* PROBLEM TO SOLVE *
Copy out all of the material. Every line must match the original.

------ DATA

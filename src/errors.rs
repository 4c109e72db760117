use crate::store::StoreError;
use axum::http::StatusCode;

#[derive(Debug)]
pub struct AppError {
    pub status: StatusCode,
    pub message: String,
}

impl AppError {
    pub fn bad_request(message: impl Into<String>) -> Self {
        Self {
            status: StatusCode::BAD_REQUEST,
            message: message.into(),
        }
    }

    pub fn not_found(message: impl Into<String>) -> Self {
        Self {
            status: StatusCode::NOT_FOUND,
            message: message.into(),
        }
    }

    pub fn internal(err: impl std::error::Error) -> Self {
        Self {
            status: StatusCode::INTERNAL_SERVER_ERROR,
            message: err.to_string(),
        }
    }
}

impl From<std::io::Error> for AppError {
    fn from(err: std::io::Error) -> Self {
        Self::internal(err)
    }
}

impl From<StoreError> for AppError {
    fn from(err: StoreError) -> Self {
        Self::not_found(err.to_string())
    }
}

impl axum::response::IntoResponse for AppError {
    fn into_response(self) -> axum::response::Response {
        (self.status, self.message).into_response()
    }
}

------------

* EXERCISE RESULT *
filename src/errors.rs
repository 4c109e72db760117
use crate::store::StoreError;
use axum::http::StatusCode;

#[derive(Debug)]
pub struct AppError {
    pub status: StatusCode,
    pub message: String,
}

impl AppError {
    pub fn bad_request(message: impl Into<String>) -> Self {
        Self {
            status: StatusCode::BAD_REQUEST,
            message: message.into(),
        }
    }

    pub fn not_found(message: impl Into<String>) -> Self {
        Self {
            status: StatusCode::NOT_FOUND,
            message: message.into(),
        }
    }

    pub fn internal(err: impl std::error::Error) -> Self {
        Self {
            status: StatusCode::INTERNAL_SERVER_ERROR,
            message: err.to_string(),
        }
    }
}

impl From<std::io::Error> for AppError {
    fn from(err: std::io::Error) -> Self {
        Self::internal(err)
    }
}

impl From<StoreError> for AppError {
    fn from(err: StoreError) -> Self {
        Self::not_found(err.to_string())
    }
}

impl axum::response::IntoResponse for AppError {
    fn into_response(self) -> axum::response::Response {
        (self.status, self.message).into_response()
    }
}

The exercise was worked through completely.